**WHAT IS REQUIRED**
Which lines in the data below contain the word "already"? Copy each of them.

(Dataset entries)
********************

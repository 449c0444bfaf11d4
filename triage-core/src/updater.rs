//! The status update workflow
//!
//! One invocation runs strictly in order: parse the project URL, check the
//! assignee gate, resolve the project id, resolve the item's Status field,
//! check the open-status gate, then mutate. Any error aborts the run; the
//! two gates end it successfully without touching the board.

use tracing::{debug, info};

use crate::board::{LinkedItem, ProjectBoard, ProjectId, StatusUpdate};
use crate::{Error, Inputs, ProjectReference, Result, TriggerEvent};

/// Why an item was left alone
#[derive(Debug, Clone, PartialEq, Eq)]
pub enum SkipReason {
    /// Somebody already owns the item
    Assigned {
        /// Logins of the current assignees
        assignees: Vec<String>,
    },
    /// The Status field holds something other than the open status
    NotOpen {
        /// The current Status value
        status: String,
    },
    /// The item has no Status value at all
    NoStatus,
}

/// Result of a successful run
#[derive(Debug, Clone, PartialEq, Eq)]
pub enum Outcome {
    /// The Status field was changed
    Updated {
        /// Status value reported by the board after the update
        field_name: String,
    },
    /// The item was not eligible
    Skipped {
        /// Issue or pull request number
        number: u64,
        reason: SkipReason,
    },
    /// The item was eligible but the mutation was suppressed
    DryRun {
        /// The update that would have been sent
        update: StatusUpdate,
    },
}

impl Outcome {
    /// The value to publish as the `fieldName` output, if any
    pub fn field_name(&self) -> Option<&str> {
        match self {
            Outcome::Updated { field_name } => Some(field_name),
            _ => None,
        }
    }

    /// Check if the item was skipped
    pub fn is_skipped(&self) -> bool {
        matches!(self, Outcome::Skipped { .. })
    }
}

/// Moves unassigned items from the open status to a new status
pub struct StatusUpdater<B> {
    board: B,
    dry_run: bool,
}

impl<B: ProjectBoard> StatusUpdater<B> {
    /// Create an updater backed by the given board
    pub fn new(board: B) -> Self {
        Self {
            board,
            dry_run: false,
        }
    }

    /// Resolve everything but skip the final mutation
    pub fn with_dry_run(mut self, dry_run: bool) -> Self {
        self.dry_run = dry_run;
        self
    }

    /// Access the underlying board
    pub fn board(&self) -> &B {
        &self.board
    }

    /// Run the workflow for one triggering event
    pub async fn run(&self, inputs: &Inputs, event: &TriggerEvent) -> Result<Outcome> {
        let number = event.number;
        let project = ProjectReference::parse(&inputs.project_url)?;
        debug!(%project, number, owner = %event.repository_owner_login, "Parsed project URL");

        if event.is_assigned() {
            info!(number, assignees = ?event.assignees, "Skipping #{}: already assigned", number);
            return Ok(Outcome::Skipped {
                number,
                reason: SkipReason::Assigned {
                    assignees: event.assignees.clone(),
                },
            });
        }

        let project_id = self
            .board
            .project_id(&project)
            .await
            .map_err(|e| Error::RemoteQuery {
                context: format!("project id for {}", project),
                message: e.to_string(),
            })?;
        debug!(%project_id, "Resolved project id");

        let items = self
            .board
            .linked_items(&event.node_id)
            .await
            .map_err(|e| Error::RemoteQuery {
                context: format!("Status field of #{}", number),
                message: e.to_string(),
            })?;

        let item = select_item(items, &project_id).ok_or(Error::MissingProjectItem(number))?;

        let Some(status) = item.status else {
            info!(number, item_id = %item.item_id, "Skipping #{}: no status set", number);
            return Ok(Outcome::Skipped {
                number,
                reason: SkipReason::NoStatus,
            });
        };

        if status.status_name != inputs.open_status {
            info!(
                number,
                status = %status.status_name,
                open_status = %inputs.open_status,
                "Skipping #{}: status is not '{}'",
                number,
                inputs.open_status
            );
            return Ok(Outcome::Skipped {
                number,
                reason: SkipReason::NotOpen {
                    status: status.status_name,
                },
            });
        }

        let option_id = status
            .option_id(&inputs.new_status)
            .ok_or_else(|| Error::RemoteMutation {
                context: format!("Status of #{}", number),
                message: format!(
                    "'{}' is not an option of the Status field (available: {})",
                    inputs.new_status,
                    status.option_names()
                ),
            })?
            .to_string();

        let update = StatusUpdate {
            project_id,
            item_id: item.item_id,
            field_id: status.field_id,
            option_id,
            value: inputs.new_status.clone(),
        };

        if self.dry_run {
            info!(
                number,
                from = %status.status_name,
                to = %update.value,
                "Dry run: would update #{}",
                number
            );
            return Ok(Outcome::DryRun { update });
        }

        let field_name = self
            .board
            .update_status(&update)
            .await
            .map_err(|e| Error::RemoteMutation {
                context: format!("Status of #{}", number),
                message: e.to_string(),
            })?;

        info!(
            number,
            from = %status.status_name,
            to = %field_name,
            "Updated status of #{}",
            number
        );

        Ok(Outcome::Updated { field_name })
    }
}

/// The linked item that lives on the resolved board
///
/// Items on other boards carry another board's Status and cannot be
/// mutated under this project id.
fn select_item(items: Vec<LinkedItem>, project_id: &ProjectId) -> Option<LinkedItem> {
    items
        .into_iter()
        .find(|item| &item.project_id == project_id)
}
//! Triage Core - Core library for project board status automation
//!
//! This crate holds the domain model and the status update workflow. The
//! remote project board is reached through the [`ProjectBoard`] trait, which
//! `triage-github` implements against the GitHub GraphQL API.

pub mod board;
pub mod config;
pub mod error;
pub mod event;
pub mod inputs;
pub mod project;
pub mod secrets;
pub mod updater;

pub use board::{
    LinkedItem, ProjectBoard, ProjectId, RemoteError, RemoteResult, StatusFieldState, StatusOption,
    StatusUpdate,
};
pub use config::{Config, GitHubConfig};
pub use error::{Error, Result};
pub use event::{ItemKind, TriggerEvent};
pub use inputs::Inputs;
pub use project::{OwnerType, ProjectReference};
pub use secrets::Secrets;
pub use updater::{Outcome, SkipReason, StatusUpdater};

********************

**ANSWER SECTION**
    /// Somebody already owns the item
            info!(number, assignees = ?event.assignees, "Skipping #{}: already assigned", number);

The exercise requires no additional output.